About this task> Which lines of the entries hold the string "apply"? Copy each one.
##### Given information #####
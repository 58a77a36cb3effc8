use bytes::Bytes;
use tokio::net::{TcpStream, ToSocketAddrs};
use tracing::debug;

use crate::cmd::{Get, Ping, Publish, Set};
use crate::connection::Connection;
use crate::frame::Frame;
use crate::{Error, Result};

/// Request/response client over a single connection. Used by the command-line
/// client and by a replica talking to its master.
#[derive(Debug)]
pub struct Client {
    connection: Connection,
}

impl Client {
    pub async fn connect<T: ToSocketAddrs>(addr: T) -> Result<Client> {
        let socket = TcpStream::connect(addr).await?;
        let connection = Connection::new(socket);

        Ok(Client { connection })
    }

    pub async fn ping(&mut self, msg: Option<Bytes>) -> Result<Frame> {
        self.request(Ping::new(msg).into_frame()).await
    }

    /// `None` when the key is missing.
    pub async fn get(&mut self, key: &str) -> Result<Option<Bytes>> {
        match self.request(Get::new(key).into_frame()).await? {
            Frame::Bulk(value) => Ok(Some(value)),
            Frame::NullBulk | Frame::Null => Ok(None),
            frame => Err(unexpected(frame)),
        }
    }

    pub async fn set(&mut self, key: &str, value: Bytes) -> Result<()> {
        match self.request(Set::new(key, value).into_frame()).await? {
            Frame::Simple(response) if response == "OK" => Ok(()),
            frame => Err(unexpected(frame)),
        }
    }

    /// Number of subscribers the message reached.
    pub async fn publish(&mut self, channel: &str, message: Bytes) -> Result<i64> {
        let frame = Publish::new(channel.to_string(), message).into_frame();

        match self.request(frame).await? {
            Frame::Integer(delivered) => Ok(delivered),
            frame => Err(unexpected(frame)),
        }
    }

    /// Sends an arbitrary command and returns the raw reply, error replies
    /// included.
    pub async fn command<I, T>(&mut self, args: I) -> Result<Frame>
    where
        I: IntoIterator<Item = T>,
        T: Into<Bytes>,
    {
        self.request(Frame::command(args)).await
    }

    pub async fn request(&mut self, frame: Frame) -> Result<Frame> {
        debug!(request = %frame);
        self.connection.write_frame(&frame).await?;

        self.read_response().await
    }

    /// Hands the underlying connection over, e.g. once a replica has finished
    /// its handshake and starts consuming the command stream.
    pub fn into_connection(self) -> Connection {
        self.connection
    }

    pub fn connection(&mut self) -> &mut Connection {
        &mut self.connection
    }

    async fn read_response(&mut self) -> Result<Frame> {
        match self.connection.read_frame().await? {
            Some(frame) => Ok(frame),
            // The peer closed the socket before answering.
            None => Err(Error::ConnectionReset),
        }
    }
}

fn unexpected(frame: Frame) -> Error {
    match frame {
        Frame::Error(msg) => Error::Protocol(msg),
        frame => Error::Protocol(format!("unexpected reply {frame}")),
    }
}
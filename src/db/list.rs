use std::collections::VecDeque;

use bytes::Bytes;

use super::{normalize_range, now_millis, Db, Entry, StoreError, Value};

impl Db {
    /// Pushes `values` one by one onto the head (`front`) or tail of the list,
    /// creating it if needed. Returns the new length.
    pub fn push(&self, key: &str, values: Vec<Bytes>, front: bool) -> Result<usize, StoreError> {
        self.write(|state| {
            if state.live(key, now_millis()).is_none() {
                state.insert(key.to_string(), Entry::new(Value::List(VecDeque::new()), None));
            }

            match state.live(key, now_millis()).map(|entry| &mut entry.value) {
                Some(Value::List(list)) => {
                    for value in values {
                        if front {
                            list.push_front(value);
                        } else {
                            list.push_back(value);
                        }
                    }
                    Ok(list.len())
                }
                _ => Err(StoreError::WrongType),
            }
        })
    }

    /// Pops up to `count` items from the head. An emptied list is removed.
    pub fn pop_front(&self, key: &str, count: usize) -> Result<Vec<Bytes>, StoreError> {
        self.write_if(|state| {
            let (popped, emptied) = match state.live(key, now_millis()).map(|entry| &mut entry.value) {
                None => return (Ok(vec![]), false),
                Some(Value::List(list)) => {
                    let n = count.min(list.len());
                    let popped: Vec<Bytes> = list.drain(..n).collect();
                    (popped, list.is_empty())
                }
                Some(_) => return (Err(StoreError::WrongType), false),
            };

            if emptied {
                state.remove(key);
            }

            let changed = !popped.is_empty();
            (Ok(popped), changed)
        })
    }

    /// Pops the head of the first non-empty list among `keys`.
    pub fn pop_first_of(&self, keys: &[String]) -> Result<Option<(String, Bytes)>, StoreError> {
        for key in keys {
            if let Some(value) = self.pop_front(key, 1)?.pop() {
                return Ok(Some((key.clone(), value)));
            }
        }

        Ok(None)
    }

    pub fn list_range(&self, key: &str, start: i64, stop: i64) -> Result<Vec<Bytes>, StoreError> {
        match self.state().live(key, now_millis()).map(|entry| &entry.value) {
            None => Ok(vec![]),
            Some(Value::List(list)) => Ok(match normalize_range(start, stop, list.len()) {
                Some((from, to)) => list.range(from..=to).cloned().collect(),
                None => vec![],
            }),
            Some(_) => Err(StoreError::WrongType),
        }
    }

    pub fn list_len(&self, key: &str) -> Result<usize, StoreError> {
        match self.state().live(key, now_millis()).map(|entry| &entry.value) {
            None => Ok(0),
            Some(Value::List(list)) => Ok(list.len()),
            Some(_) => Err(StoreError::WrongType),
        }
    }
}
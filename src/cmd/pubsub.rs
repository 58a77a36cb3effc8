use bytes::Bytes;

use crate::frame::Frame;
use crate::state::ServerState;

use super::parse::{Parse, ParseError};
use super::{CommandError, Session};

#[derive(Debug, Clone, PartialEq)]
pub struct Subscribe {
    channels: Vec<Bytes>,
}

/// With no channels, unsubscribes from all of them.
#[derive(Debug, Clone, PartialEq)]
pub struct Unsubscribe {
    channels: Vec<Bytes>,
}

#[derive(Debug, Clone, PartialEq)]
pub struct PSubscribe {
    patterns: Vec<Bytes>,
}

#[derive(Debug, Clone, PartialEq)]
pub struct PUnsubscribe {
    patterns: Vec<Bytes>,
}

#[derive(Debug, Clone, PartialEq)]
pub struct Publish {
    channel: Bytes,
    message: Bytes,
}

fn names(parse: &mut Parse) -> Result<Vec<Bytes>, CommandError> {
    let mut names = vec![];
    loop {
        match parse.next_bytes() {
            Ok(name) => names.push(name),
            Err(ParseError::EndOfStream) => return Ok(names),
            Err(err) => return Err(err.into()),
        }
    }
}

/// `[kind, name, count]`, the confirmation sent for each (un)subscription.
fn confirmation(kind: &'static str, name: Option<Bytes>, count: usize) -> Frame {
    Frame::Array(vec![
        Frame::bulk(kind),
        Frame::bulk_or_nil(name),
        Frame::Integer(count as i64),
    ])
}

impl Subscribe {
    pub fn new(channels: Vec<Bytes>) -> Subscribe {
        Subscribe { channels }
    }

    pub fn into_frame(self) -> Frame {
        Frame::command(std::iter::once(Bytes::from("SUBSCRIBE")).chain(self.channels))
    }

    pub(crate) fn parse_frames(parse: &mut Parse) -> Result<Subscribe, CommandError> {
        Ok(Subscribe {
            channels: names(parse)?,
        })
    }

    pub(crate) fn apply(self, session: &mut Session, state: &ServerState) -> Vec<Frame> {
        session.enter_subscribed();

        let id = session.subscriber_id();
        let mut replies = Vec::with_capacity(self.channels.len());

        for channel in self.channels {
            if session.channels().insert(channel.clone()) {
                state.pubsub.subscribe(id, channel.clone(), session.messages());
            }
            replies.push(confirmation("subscribe", Some(channel), session.subscription_count()));
        }

        replies
    }
}

impl Unsubscribe {
    pub(crate) fn parse_frames(parse: &mut Parse) -> Result<Unsubscribe, CommandError> {
        Ok(Unsubscribe {
            channels: names(parse)?,
        })
    }

    pub(crate) fn apply(self, session: &mut Session, state: &ServerState) -> Vec<Frame> {
        let id = session.subscriber_id();
        let channels = if self.channels.is_empty() {
            session.channels().iter().cloned().collect()
        } else {
            self.channels
        };

        if channels.is_empty() {
            return vec![confirmation("unsubscribe", None, session.subscription_count())];
        }

        channels
            .into_iter()
            .map(|channel| {
                if session.channels().remove(&channel) {
                    state.pubsub.unsubscribe(id, &channel);
                }
                confirmation("unsubscribe", Some(channel), session.subscription_count())
            })
            .collect()
    }
}

impl PSubscribe {
    pub(crate) fn parse_frames(parse: &mut Parse) -> Result<PSubscribe, CommandError> {
        Ok(PSubscribe {
            patterns: names(parse)?,
        })
    }

    pub(crate) fn apply(self, session: &mut Session, state: &ServerState) -> Vec<Frame> {
        session.enter_subscribed();

        let id = session.subscriber_id();
        let mut replies = Vec::with_capacity(self.patterns.len());

        for pattern in self.patterns {
            if session.patterns().insert(pattern.clone()) {
                state.pubsub.psubscribe(id, pattern.clone(), session.messages());
            }
            replies.push(confirmation("psubscribe", Some(pattern), session.subscription_count()));
        }

        replies
    }
}

impl PUnsubscribe {
    pub(crate) fn parse_frames(parse: &mut Parse) -> Result<PUnsubscribe, CommandError> {
        Ok(PUnsubscribe {
            patterns: names(parse)?,
        })
    }

    pub(crate) fn apply(self, session: &mut Session, state: &ServerState) -> Vec<Frame> {
        let id = session.subscriber_id();
        let patterns = if self.patterns.is_empty() {
            session.patterns().iter().cloned().collect()
        } else {
            self.patterns
        };

        if patterns.is_empty() {
            return vec![confirmation("punsubscribe", None, session.subscription_count())];
        }

        patterns
            .into_iter()
            .map(|pattern| {
                if session.patterns().remove(&pattern) {
                    state.pubsub.punsubscribe(id, &pattern);
                }
                confirmation("punsubscribe", Some(pattern), session.subscription_count())
            })
            .collect()
    }
}

impl Publish {
    pub fn new(channel: impl Into<Bytes>, message: impl Into<Bytes>) -> Publish {
        Publish {
            channel: channel.into(),
            message: message.into(),
        }
    }

    pub fn into_frame(self) -> Frame {
        Frame::command([Bytes::from("PUBLISH"), self.channel, self.message])
    }

    pub(crate) fn parse_frames(parse: &mut Parse) -> Result<Publish, CommandError> {
        Ok(Publish {
            channel: parse.next_bytes()?,
            message: parse.next_bytes()?,
        })
    }

    pub(crate) fn apply(self, state: &ServerState) -> Frame {
        Frame::Integer(state.pubsub.publish(&self.channel, &self.message) as i64)
    }
}

#[cfg(test)]
mod tests {
    use tokio::sync::mpsc;

    use super::*;
    use crate::cmd::Mode;
    use crate::config::Config;
    use crate::replication::Role;

    #[test]
    fn publish_reaches_channel_and_pattern_subscribers() {
        let state = ServerState::new(Config::new(), Role::Master);
        let (tx, mut rx) = mpsc::unbounded_channel();
        let mut session = Session::new(state.pubsub.next_id(), tx);

        Subscribe::new(vec![Bytes::from("news")]).apply(&mut session, &state);
        let replies = PSubscribe {
            patterns: vec![Bytes::from("n*")],
        }
        .apply(&mut session, &state);
        assert_eq!(
            replies,
            vec![Frame::Array(vec![
                Frame::bulk("psubscribe"),
                Frame::bulk("n*"),
                Frame::Integer(2),
            ])]
        );
        assert_eq!(session.mode(), Mode::Subscribed);

        assert_eq!(Publish::new("news", "hi").apply(&state), Frame::Integer(2));
        assert_eq!(rx.try_recv().unwrap(), Frame::command(["message", "news", "hi"]));
        assert_eq!(
            rx.try_recv().unwrap(),
            Frame::command(["pmessage", "n*", "news", "hi"])
        );
    }

    #[test]
    fn unsubscribe_everything() {
        let state = ServerState::new(Config::new(), Role::Master);
        let (tx, _rx) = mpsc::unbounded_channel();
        let mut session = Session::new(state.pubsub.next_id(), tx);

        Subscribe::new(vec![Bytes::from("a"), Bytes::from("b")]).apply(&mut session, &state);

        let replies = Unsubscribe { channels: vec![] }.apply(&mut session, &state);
        assert_eq!(replies.len(), 2);
        assert_eq!(
            replies[1],
            Frame::Array(vec![Frame::bulk("unsubscribe"), Frame::bulk("b"), Frame::Integer(0)])
        );
        assert_eq!(Publish::new("a", "x").apply(&state), Frame::Integer(0));

        let none = Unsubscribe { channels: vec![] }.apply(&mut session, &state);
        assert_eq!(
            none,
            vec![Frame::Array(vec![Frame::bulk("unsubscribe"), Frame::NullBulk, Frame::Integer(0)])]
        );
    }
}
#####
The answer>
    pub(crate) fn apply(self, session: &mut Session, state: &ServerState) -> Vec<Frame> {
    pub(crate) fn apply(self, session: &mut Session, state: &ServerState) -> Vec<Frame> {
    pub(crate) fn apply(self, session: &mut Session, state: &ServerState) -> Vec<Frame> {
    pub(crate) fn apply(self, session: &mut Session, state: &ServerState) -> Vec<Frame> {
    pub(crate) fn apply(self, state: &ServerState) -> Frame {
        Subscribe::new(vec![Bytes::from("news")]).apply(&mut session, &state);
        .apply(&mut session, &state);
        assert_eq!(Publish::new("news", "hi").apply(&state), Frame::Integer(2));
        Subscribe::new(vec![Bytes::from("a"), Bytes::from("b")]).apply(&mut session, &state);
        let replies = Unsubscribe { channels: vec![] }.apply(&mut session, &state);
        assert_eq!(Publish::new("a", "x").apply(&state), Frame::Integer(0));
        let none = Unsubscribe { channels: vec![] }.apply(&mut session, &state);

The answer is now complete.